NCSL’s latest fiscal survey finds that state budgets are recovering, but are far from being fully recovered from the effects of the Great Recession. The fiscal impact has been deep and prolonged, with fiscal year (FY) 2012 marking the fourth consecutive year that states faced significant mismatches between revenues and spending. To date, state lawmakers have faced—and largely addressed—budget gaps totaling $510.5 billion. And though additional budget gaps loom, the magnitude and number of states projecting them has fallen considerably.

Better revenue performance is driving the turnaround in state finances. Collections are stabilizing or growing in nearly every state. Although it may take years for revenues to reach pre-recession levels, which is what some state officials are predicting, higher collections in the near term are easing some current budget pressures. The return to positive revenue growth that began in FY 2011 is expected to continue into FY 2012, albeit at a much lower rate.

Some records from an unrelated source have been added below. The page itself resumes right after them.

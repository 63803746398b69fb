//! Issuing point initialization and crash recovery.
//!
//! On startup the persisted record provides the counters, the last full CRL
//! and the pending maps. The first-unsaved checkpoint says how far the maps
//! can be trusted: a clean cache is used as is, a request id means the maps
//! miss every completed request from that id on, which are then replayed
//! from the request store. Anything that cannot be trusted leaves the cache
//! cleared, and the first update rebuilds it from the certificate store.

use chrono::Utc;
use tracing::{debug, info, warn};

use super::builder::decode_entries;
use super::cache::RevocationCache;
use super::errors::{CrlError, CrlResult};
use super::issuing_point::{IssuingPoint, Settings};
use super::types::{FirstUnsaved, InitializationState, RequestId};
use crate::store::{IssuingPointRecord, RequestKind};

impl IssuingPoint {
    /// Loads the persisted state. Sets the initialization state either way.
    pub(super) async fn initialize(&self) -> CrlResult<()> {
        let settings = self.settings().await;
        let loaded = self.load(&settings).await;

        let mut state = self.state.lock().await;
        match &loaded {
            Ok(()) => {
                state.initialization = InitializationState::Initialized;
                state.last_cache_flush = Some(Utc::now());
                info!(
                    "Issuing point {} initialized at CRL {}",
                    self.id, state.crl_number
                );
            }
            Err(_) => state.initialization = InitializationState::InitializationFailed,
        }
        loaded
    }

    async fn load(&self, settings: &Settings) -> CrlResult<()> {
        let record = match self.ctx.records.read_record(&self.id).await? {
            Some(record) => record,
            None => {
                let record = IssuingPointRecord::new(&self.id);
                self.ctx.records.write_new_record(&record).await?;
                info!("Issuing point {}: created new record", self.id);
                record
            }
        };

        self.restore_counters(&record).await;
        let cache = if settings.config.cache_enabled() {
            self.restore_cache(settings, &record).await?
        } else {
            RevocationCache::default()
        };
        *self.cache.lock().await = cache;

        if settings.config.publish_on_start {
            if let Some(crl) = &record.crl {
                self.publish(crl, false).await;
            }
            if let Some(delta) = record.delta_crl.as_ref().filter(|_| record.delta_crl_size >= 0) {
                self.publish(delta, true).await;
            }
        }
        Ok(())
    }

    async fn restore_counters(&self, record: &IssuingPointRecord) {
        let mut state = self.state.lock().await;
        let next = record.crl_number.max(record.delta_crl_number) + 1;
        state.crl_number = record.crl_number;
        state.last_crl_number = record.crl_number;
        state.next_crl_number = next;
        state.delta_crl_number = record.delta_crl_number;
        state.next_delta_crl_number = next;
        state.crl_size = record.crl_size;
        state.delta_crl_size = record.delta_crl_size;
        state.last_update = record.this_update;
        state.last_full_update = record.this_update;
        state.next_update = record.next_update;
        state.next_delta_update = record.delta_next_update;
    }

    async fn restore_cache(
        &self,
        settings: &Settings,
        record: &IssuingPointRecord,
    ) -> CrlResult<RevocationCache> {
        let Some(crl) = record.crl.as_ref().filter(|_| record.crl_size >= 0) else {
            return Ok(RevocationCache::default());
        };
        let snapshot = decode_entries(crl).map_err(|e| CrlError::InitializationFailed {
            id: self.id.clone(),
            reason: e.to_string(),
        })?;
        if i64::try_from(snapshot.len()).ok() != Some(record.crl_size) {
            warn!(
                "Issuing point {}: stored CRL lists {} entries, record says {}; rebuilding cache",
                self.id,
                snapshot.len(),
                record.crl_size
            );
            return Ok(RevocationCache::default());
        }

        let pending = record.pending.clone();
        match record.first_unsaved {
            Some(FirstUnsaved::CleanCache) => Ok(RevocationCache::restore(
                snapshot,
                pending,
                FirstUnsaved::CleanCache,
            )),
            Some(FirstUnsaved::Request(first)) if settings.config.enable_cache_recovery => {
                let mut cache =
                    RevocationCache::restore(snapshot, pending, FirstUnsaved::Request(first));
                match self.replay(settings, &mut cache, first).await {
                    Ok(replayed) => {
                        info!(
                            "Issuing point {}: recovered cache, replayed {replayed} requests from {first}",
                            self.id
                        );
                        self.save_recovered(&mut cache).await;
                        Ok(cache)
                    }
                    Err(e) => {
                        warn!("Issuing point {}: {e}; rebuilding cache", self.id);
                        Ok(RevocationCache::default())
                    }
                }
            }
            Some(FirstUnsaved::Request(_)) => {
                info!(
                    "Issuing point {}: cache recovery disabled, rebuilding cache",
                    self.id
                );
                Ok(RevocationCache::default())
            }
            Some(FirstUnsaved::NewCache) | None => Ok(RevocationCache::default()),
        }
    }

    /// Re-applies completed requests from `first` on, in id order.
    async fn replay(
        &self,
        settings: &Settings,
        cache: &mut RevocationCache,
        first: RequestId,
    ) -> CrlResult<usize> {
        let page_size = settings.config.page_size.max(1);
        let mut from = first;
        let mut replayed = 0;

        loop {
            let page = self.ctx.requests.scan_completed(from, page_size).await?;
            let fetched = page.len();

            for request in page {
                from = request.id.next();
                match request.kind {
                    RequestKind::Revoke { entries } => {
                        if entries.is_empty() {
                            return Err(CrlError::Recovery(format!(
                                "request {} carries no revocation data",
                                request.id
                            )));
                        }
                        for entry in entries {
                            if self.admits_revocation(settings, &entry).await? {
                                cache.add_revoked(entry, Some(request.id));
                            }
                        }
                    }
                    RequestKind::Unrevoke { serials } => {
                        if serials.is_empty() {
                            return Err(CrlError::Recovery(format!(
                                "request {} carries no serial numbers",
                                request.id
                            )));
                        }
                        for serial in serials {
                            if self.admits_serial(settings, &serial).await? {
                                cache.add_unrevoked(
                                    &serial,
                                    request.completed_on,
                                    Some(request.id),
                                );
                            }
                        }
                    }
                }
                replayed += 1;
            }
            if fetched < page_size {
                break;
            }
        }
        Ok(replayed)
    }

    /// Persists replayed maps so the next restart starts clean.
    async fn save_recovered(&self, cache: &mut RevocationCache) {
        let _repository = self.repository.lock().await;
        let ticket = cache.begin_flush();
        let saved = async {
            self.ctx
                .records
                .update_pending_maps(&self.id, &ticket.maps)
                .await?;
            self.ctx
                .records
                .update_first_unsaved(&self.id, ticket.marker)
                .await
        }
        .await;

        match saved {
            Ok(()) => debug!("Issuing point {}: saved recovered cache", self.id),
            Err(e) => {
                cache.abort_flush(&ticket);
                warn!("Issuing point {}: failed to save recovered cache: {e}", self.id);
            }
        }
    }
}
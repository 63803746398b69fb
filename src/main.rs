use std::sync::Arc;

use ca_server::{
    ca::{CaContext, CertificateAuthority},
    config::Config,
    crl::{IssuingPointConfig, default_extension_settings},
    publish::FilePublisher,
    signer::OpensslSigner,
    store::{FileRecordStore, MemoryCertificateStore, MemoryRequestStore},
    telemetry,
};
use tracing::{info, warn};

#[tokio::main]
async fn main() -> color_eyre::Result<()> {
    color_eyre::install()?;
    dotenvy::dotenv().ok();
    telemetry::init_tracing();

    // Load configuration
    let config = Config::load()?;
    info!("Loaded CA configuration: {:?}", config.ca);

    let signer = match &config.ca.signing_key {
        Some(path) => OpensslSigner::from_pem_file(path).await?,
        None => {
            warn!("No signing key configured, generating an ephemeral RSA key");
            OpensslSigner::generate_rsa(2048)?
        }
    };

    let ctx = CaContext {
        issuer: config.ca.issuer_name()?,
        authority_key_id: config.ca.authority_key_id()?,
        extension_defaults: default_extension_settings(),
        records: Arc::new(FileRecordStore::open(&config.ca.record_dir).await?),
        certificates: Arc::new(MemoryCertificateStore::default()),
        requests: Arc::new(MemoryRequestStore::default()),
        signer: Arc::new(signer),
        publisher: Arc::new(FilePublisher::open(&config.ca.publish_dir).await?),
    };

    let mut points = config.issuing_points.clone();
    if points.is_empty() {
        points.insert("MasterCRL".to_string(), IssuingPointConfig::default());
    }

    let ca = CertificateAuthority::new(ctx);
    ca.start(&points).await;

    tokio::signal::ctrl_c().await?;
    info!("Shutdown requested");
    ca.shutdown().await;
    Ok(())
}
//! In-memory revocation cache of an issuing point.
//!
//! The cache holds the entry set of the last full CRL (the snapshot) plus
//! three pending maps collected since: new revocations, unrevocations and
//! expirations. A delta CRL lists the pending maps; a full CRL folds them
//! into a new snapshot. Every mutation moves the first-unsaved checkpoint
//! forward so that a crash can be repaired by replaying completed requests.
//!
//! The cache is a plain data structure. The issuing point guards it with a
//! mutex and never holds that mutex across store or signer calls.

use std::mem;

use chrono::{DateTime, Utc};

use super::types::{EntryMap, FirstUnsaved, PendingMaps, RequestId, RevokedEntry, SerialNumber};

/// How expired entries leave the CRL
#[derive(Debug, Clone, Copy, Default)]
pub struct ExpiryPolicy {
    /// Keep an expired entry for one more full CRL.
    pub one_extra_time: bool,
    pub last_full_update: Option<DateTime<Utc>>,
}

/// Returned when a mutation first dirtied a clean cache; the caller persists
/// the checkpoint unless a flush overtook it.
#[derive(Debug, Clone, Copy, PartialEq, Eq)]
pub struct Checkpoint {
    pub request: RequestId,
    epoch: u64,
}

/// A copy of the pending maps taken at the start of a generation
#[derive(Debug, Clone)]
pub struct GenerationView {
    pub pending: PendingMaps,
    pub snapshot: EntryMap,
    pub rebuild_required: bool,
    clear_epoch: u64,
}

/// Pending maps handed to the store by a flush
#[derive(Debug, Clone)]
pub struct FlushTicket {
    pub maps: PendingMaps,
    pub marker: FirstUnsaved,
    previous: FirstUnsaved,
}

#[derive(Debug, Clone)]
pub struct RevocationCache {
    snapshot: EntryMap,
    pending: PendingMaps,
    in_flight: Option<PendingMaps>,
    cleared: bool,
    clear_epoch: u64,
    first_unsaved: FirstUnsaved,
    flush_epoch: u64,
    unsaved: bool,
}

impl Default for RevocationCache {
    fn default() -> Self {
        Self {
            snapshot: EntryMap::new(),
            pending: PendingMaps::default(),
            in_flight: None,
            cleared: true,
            clear_epoch: 0,
            first_unsaved: FirstUnsaved::NewCache,
            flush_epoch: 0,
            unsaved: false,
        }
    }
}

impl RevocationCache {
    /// Restores a cache from a decoded CRL and persisted pending maps.
    pub fn restore(snapshot: EntryMap, pending: PendingMaps, first_unsaved: FirstUnsaved) -> Self {
        Self {
            snapshot,
            pending,
            cleared: false,
            first_unsaved,
            ..Self::default()
        }
    }

    pub fn snapshot(&self) -> &EntryMap {
        &self.snapshot
    }

    pub fn pending(&self) -> &PendingMaps {
        &self.pending
    }

    pub fn first_unsaved(&self) -> FirstUnsaved {
        self.first_unsaved
    }

    pub fn is_cleared(&self) -> bool {
        self.cleared
    }

    /// Mutations happened since the last flush.
    pub fn has_unsaved_changes(&self) -> bool {
        self.unsaved
    }

    /// Drops all cached state; the next generation rebuilds from the store.
    pub fn clear(&mut self) {
        self.snapshot.clear();
        self.pending = PendingMaps::default();
        self.cleared = true;
        self.clear_epoch += 1;
        self.first_unsaved = FirstUnsaved::NewCache;
        self.unsaved = true;
    }

    fn folding(&self) -> Option<&PendingMaps> {
        self.in_flight.as_ref()
    }

    fn note_change(&mut self, request: Option<RequestId>) -> Option<Checkpoint> {
        self.unsaved = true;
        let request = request?;
        match self.first_unsaved {
            FirstUnsaved::CleanCache | FirstUnsaved::NewCache => {
                self.first_unsaved = FirstUnsaved::Request(request);
                Some(Checkpoint {
                    request,
                    epoch: self.flush_epoch,
                })
            }
            FirstUnsaved::Request(_) => None,
        }
    }

    /// Records a revocation.
    pub fn add_revoked(
        &mut self,
        entry: RevokedEntry,
        request: Option<RequestId>,
    ) -> Option<Checkpoint> {
        let serial = entry.serial.clone();
        let generation_running = self.folding().is_some();

        if self.pending.unrevoked.remove(&serial).is_some() {
            let listed = match self.snapshot.get_mut(&serial) {
                Some(listed) => {
                    *listed = entry.clone();
                    true
                }
                None => false,
            };
            // The running fold drops the serial; re-add it on the next one.
            if generation_running || !listed {
                self.pending.revoked.insert(serial, entry);
            }
        } else {
            self.pending.revoked.insert(serial, entry);
        }
        self.note_change(request)
    }

    /// Records an unrevocation (certificate taken off hold).
    pub fn add_unrevoked(
        &mut self,
        serial: &SerialNumber,
        at: DateTime<Utc>,
        request: Option<RequestId>,
    ) -> Option<Checkpoint> {
        let being_folded = self
            .folding()
            .is_some_and(|maps| maps.revoked.contains_key(serial));
        let was_pending = self.pending.revoked.remove(serial).is_some();

        if (!was_pending && self.snapshot.contains_key(serial)) || being_folded {
            self.pending
                .unrevoked
                .insert(serial.clone(), RevokedEntry::removal(serial.clone(), at));
        }
        self.note_change(request)
    }

    /// Records that a listed certificate expired.
    pub fn add_expired(&mut self, serial: &SerialNumber, at: DateTime<Utc>) -> bool {
        let mut changed = self.pending.revoked.remove(serial).is_some();
        if self.snapshot.contains_key(serial) && !self.pending.expired.contains_key(serial) {
            self.pending
                .expired
                .insert(serial.clone(), RevokedEntry::removal(serial.clone(), at));
            changed = true;
        }
        if changed {
            self.note_change(None);
        }
        changed
    }

    /// Whether `checkpoint` should still be written to the store.
    pub fn checkpoint_current(&self, checkpoint: &Checkpoint) -> bool {
        self.flush_epoch == checkpoint.epoch
            && self.first_unsaved == FirstUnsaved::Request(checkpoint.request)
    }

    /// Starts a flush of the live pending maps. Call under the repository lock.
    ///
    /// A cleared cache is flushed with the new-cache marker so that a restart
    /// does not trust the maps.
    pub fn begin_flush(&mut self) -> FlushTicket {
        let maps = self.pending.clone();
        let marker = if self.cleared {
            FirstUnsaved::NewCache
        } else {
            FirstUnsaved::CleanCache
        };
        self.begin_flush_with(maps, marker)
    }

    /// Starts a flush of `maps` that leaves `marker` as the checkpoint. Call
    /// under the repository lock.
    pub fn begin_flush_with(&mut self, maps: PendingMaps, marker: FirstUnsaved) -> FlushTicket {
        self.flush_epoch += 1;
        self.unsaved = false;
        let previous = mem::replace(&mut self.first_unsaved, marker);
        FlushTicket {
            maps,
            marker,
            previous,
        }
    }

    /// Restores the checkpoint after a failed flush.
    pub fn abort_flush(&mut self, ticket: &FlushTicket) {
        self.unsaved = true;
        if let FirstUnsaved::Request(_) = ticket.previous {
            self.first_unsaved = ticket.previous;
        }
    }

    /// Starts a generation: copies the pending maps and decides whether the
    /// snapshot has to be rebuilt from the certificate store. The snapshot is
    /// copied only for a full CRL built from the cache.
    ///
    /// Mutations are reconciled against the copied maps only while a full CRL
    /// is in flight. A delta-only generation leaves the pending maps untouched.
    pub fn begin_generation(
        &mut self,
        crl_size: i64,
        cache_enabled: bool,
        full_cycle: bool,
    ) -> GenerationView {
        let pending = self.pending.clone();
        let snapshot_len = self.snapshot.len();
        let rebuild_required = !cache_enabled
            || self.cleared
            || (snapshot_len == 0 && !pending.is_empty())
            || snapshot_len < pending.unrevoked.len()
            || (snapshot_len == 0 && crl_size > 0)
            || (snapshot_len > 0 && crl_size == 0);

        // Only a full CRL folds the copied maps into the snapshot.
        self.in_flight = (full_cycle || rebuild_required).then(|| pending.clone());

        let snapshot = if full_cycle && !rebuild_required {
            self.snapshot.clone()
        } else {
            EntryMap::new()
        };
        GenerationView {
            pending,
            snapshot,
            rebuild_required,
            clear_epoch: self.clear_epoch,
        }
    }

    /// Pending maps left once `consumed` is folded, keeping `deferred` expirations.
    pub fn remaining_after(&self, consumed: &PendingMaps, deferred: &EntryMap) -> PendingMaps {
        PendingMaps {
            revoked: unconsumed(&self.pending.revoked, &consumed.revoked),
            unrevoked: unconsumed(&self.pending.unrevoked, &consumed.unrevoked),
            expired: self
                .pending
                .expired
                .iter()
                .filter(|(serial, entry)| {
                    deferred.contains_key(*serial) || consumed.expired.get(*serial) != Some(*entry)
                })
                .map(|(serial, entry)| (serial.clone(), entry.clone()))
                .collect(),
        }
    }

    /// Installs the snapshot of a full CRL and drops the consumed entries.
    ///
    /// Returns false when the cache was cleared while the CRL was built; the
    /// cache then stays cleared and the next generation rebuilds it.
    pub fn commit(
        &mut self,
        view: &GenerationView,
        snapshot: EntryMap,
        deferred: &EntryMap,
    ) -> bool {
        self.in_flight = None;
        if view.clear_epoch != self.clear_epoch {
            return false;
        }
        let remaining = self.remaining_after(&view.pending, deferred);
        self.pending = remaining;
        self.snapshot = snapshot;
        self.cleared = false;
        true
    }

    /// Ends a generation that produced no full CRL or failed.
    pub fn end_generation(&mut self) {
        self.in_flight = None;
    }
}

fn unconsumed(live: &EntryMap, consumed: &EntryMap) -> EntryMap {
    live.iter()
        .filter(|(serial, entry)| consumed.get(*serial) != Some(*entry))
        .map(|(serial, entry)| (serial.clone(), entry.clone()))
        .collect()
}

/// Applies pending maps to a snapshot and returns the expirations that must
/// stay pending under `policy`.
pub fn fold(snapshot: &mut EntryMap, pending: &PendingMaps, policy: ExpiryPolicy) -> EntryMap {
    for serial in pending.unrevoked.keys() {
        snapshot.remove(serial);
    }
    for (serial, entry) in &pending.revoked {
        snapshot.insert(serial.clone(), entry.clone());
    }

    let mut deferred = EntryMap::new();
    for (serial, marker) in &pending.expired {
        let listed_once_more = !policy.one_extra_time
            || policy
                .last_full_update
                .is_some_and(|last| marker.revoked_on < last);
        if listed_once_more {
            snapshot.remove(serial);
        } else {
            deferred.insert(serial.clone(), marker.clone());
        }
    }
    deferred
}

/// Entries of a delta CRL: revocations plus removeFromCRL markers.
pub fn delta_entries(pending: &PendingMaps, policy: ExpiryPolicy) -> EntryMap {
    let mut entries = EntryMap::new();
    if !policy.one_extra_time {
        entries.extend(
            pending
                .expired
                .iter()
                .map(|(serial, entry)| (serial.clone(), entry.clone())),
        );
    }
    entries.extend(
        pending
            .unrevoked
            .iter()
            .map(|(serial, entry)| (serial.clone(), entry.clone())),
    );
    entries.extend(
        pending
            .revoked
            .iter()
            .map(|(serial, entry)| (serial.clone(), entry.clone())),
    );
    entries
}
use chrono::{DateTime, Utc};
use serde::{Deserialize, Serialize};

use crate::crl::types::{
    FirstUnsaved, PendingMaps, RequestId, RevocationReason, RevokedEntry, SerialNumber,
};

/// Persisted state of one issuing point
#[derive(Debug, Clone, PartialEq, Eq, Serialize, Deserialize)]
pub struct IssuingPointRecord {
    pub id: String,
    pub crl_number: u64,
    /// Entry count of the stored full CRL, `-1` when none was issued.
    pub crl_size: i64,
    #[serde(default)]
    pub this_update: Option<DateTime<Utc>>,
    #[serde(default)]
    pub next_update: Option<DateTime<Utc>>,
    #[serde(default)]
    pub delta_crl_number: u64,
    #[serde(default = "unset_size")]
    pub delta_crl_size: i64,
    #[serde(default)]
    pub delta_next_update: Option<DateTime<Utc>>,
    #[serde(default, with = "base64_der")]
    pub crl: Option<Vec<u8>>,
    #[serde(default, with = "base64_der")]
    pub delta_crl: Option<Vec<u8>>,
    #[serde(default)]
    pub pending: PendingMaps,
    #[serde(default)]
    pub first_unsaved: Option<FirstUnsaved>,
}

fn unset_size() -> i64 {
    -1
}

impl IssuingPointRecord {
    pub fn new(id: &str) -> Self {
        Self {
            id: id.to_string(),
            crl_number: 0,
            crl_size: -1,
            this_update: None,
            next_update: None,
            delta_crl_number: 0,
            delta_crl_size: -1,
            delta_next_update: None,
            crl: None,
            delta_crl: None,
            pending: PendingMaps::default(),
            first_unsaved: Some(FirstUnsaved::NewCache),
        }
    }

    pub fn apply_full(&mut self, update: &FullCrlUpdate) {
        self.crl = Some(update.crl.clone());
        self.crl_number = update.crl_number;
        self.crl_size = update.crl_size;
        self.this_update = Some(update.this_update);
        self.next_update = update.next_update;
        if let Some(pending) = &update.pending {
            self.pending = pending.clone();
        }
    }

    pub fn apply_delta(&mut self, update: &DeltaCrlUpdate) {
        self.delta_crl = Some(update.crl.clone());
        self.delta_crl_number = update.delta_crl_number;
        self.delta_crl_size = update.delta_crl_size;
        self.delta_next_update = update.next_update;
    }
}

/// Store update written after a full CRL was issued
#[derive(Debug, Clone, PartialEq, Eq)]
pub struct FullCrlUpdate {
    pub crl: Vec<u8>,
    pub crl_number: u64,
    pub crl_size: i64,
    pub this_update: DateTime<Utc>,
    pub next_update: Option<DateTime<Utc>>,
    /// Pending maps remaining after the fold; `None` leaves them untouched.
    pub pending: Option<PendingMaps>,
}

/// Store update written after a delta CRL was issued
#[derive(Debug, Clone, PartialEq, Eq)]
pub struct DeltaCrlUpdate {
    pub crl: Vec<u8>,
    pub delta_crl_number: u64,
    pub delta_crl_size: i64,
    pub next_update: Option<DateTime<Utc>>,
}

#[derive(Debug, Clone, Copy, PartialEq, Eq, Hash, Serialize, Deserialize)]
#[serde(rename_all = "snake_case")]
pub enum CertStatus {
    Valid,
    Revoked,
    RevokedExpired,
    Expired,
}

#[derive(Debug, Clone, PartialEq, Eq, Serialize, Deserialize)]
pub struct RevocationInfo {
    pub revoked_on: DateTime<Utc>,
    #[serde(default)]
    pub reason: Option<RevocationReason>,
    #[serde(default)]
    pub invalidity_date: Option<DateTime<Utc>>,
}

/// Certificate repository record, reduced to what CRL issuance needs
#[derive(Debug, Clone, PartialEq, Eq, Serialize, Deserialize)]
pub struct CertRecord {
    pub serial: SerialNumber,
    pub status: CertStatus,
    pub is_ca: bool,
    pub profile_id: Option<String>,
    pub not_after: DateTime<Utc>,
    pub revocation: Option<RevocationInfo>,
}

impl CertRecord {
    /// The CRL entry for this certificate, if it carries revocation data.
    pub fn revoked_entry(&self) -> Option<RevokedEntry> {
        let info = self.revocation.as_ref()?;
        let mut entry = RevokedEntry::new(self.serial.clone(), info.revoked_on);
        entry.reason = info.reason;
        if let Some(date) = info.invalidity_date {
            entry = entry.with_invalidity_date(date);
        }
        Some(entry)
    }
}

/// Inclusive serial number bounds; an open side is unbounded
#[derive(Debug, Clone, Default, PartialEq, Eq)]
pub struct SerialRange {
    pub begin: Option<SerialNumber>,
    pub end: Option<SerialNumber>,
}

impl SerialRange {
    pub fn contains(&self, serial: &SerialNumber) -> bool {
        self.begin.as_ref().is_none_or(|begin| serial >= begin)
            && self.end.as_ref().is_none_or(|end| serial <= end)
    }
}

/// Selects the certificates a full rebuild lists
#[derive(Debug, Clone, PartialEq, Eq)]
pub struct RevokedCertFilter {
    pub statuses: Vec<CertStatus>,
    pub ca_only: bool,
    pub profiles: Option<Vec<String>>,
    pub serial_range: SerialRange,
}

impl RevokedCertFilter {
    pub fn matches(&self, record: &CertRecord) -> bool {
        self.statuses.contains(&record.status)
            && (!self.ca_only || record.is_ca)
            && self.profiles.as_ref().is_none_or(|profiles| {
                record
                    .profile_id
                    .as_ref()
                    .is_some_and(|profile| profiles.contains(profile))
            })
            && self.serial_range.contains(&record.serial)
    }
}

#[derive(Debug, Clone, PartialEq, Eq, Serialize, Deserialize)]
#[serde(tag = "type", rename_all = "snake_case")]
pub enum RequestKind {
    Revoke { entries: Vec<RevokedEntry> },
    Unrevoke { serials: Vec<SerialNumber> },
}

#[derive(Debug, Clone, PartialEq, Eq, Serialize, Deserialize)]
pub struct CompletedRequest {
    pub id: RequestId,
    pub kind: RequestKind,
    pub completed_on: DateTime<Utc>,
}

mod base64_der {
    use base64::{Engine, engine::general_purpose::STANDARD};
    use serde::{Deserialize, Deserializer, Serializer, de};

    pub fn serialize<S: Serializer>(value: &Option<Vec<u8>>, s: S) -> Result<S::Ok, S::Error> {
        match value {
            Some(bytes) => s.serialize_some(&STANDARD.encode(bytes)),
            None => s.serialize_none(),
        }
    }

    pub fn deserialize<'de, D: Deserializer<'de>>(d: D) -> Result<Option<Vec<u8>>, D::Error> {
        Option::<String>::deserialize(d)?
            .map(|encoded| STANDARD.decode(encoded).map_err(de::Error::custom))
            .transpose()
    }
}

Year-end balances—an important measure of state fiscal health—also are stabilizing and even rising from their trough in FY 2009. Balances are expected to hold steady in the 5 percent to 6 percent range for the next couple of years, which is a hopeful sign for lawmakers as they try to retain adequate budget reserves for the unexpected. It is important to note, however, that the aggregate balance is heavily influenced by the reserves in Alaska and Texas: The national average drops considerably when their year-end-balances are excluded from the tallies.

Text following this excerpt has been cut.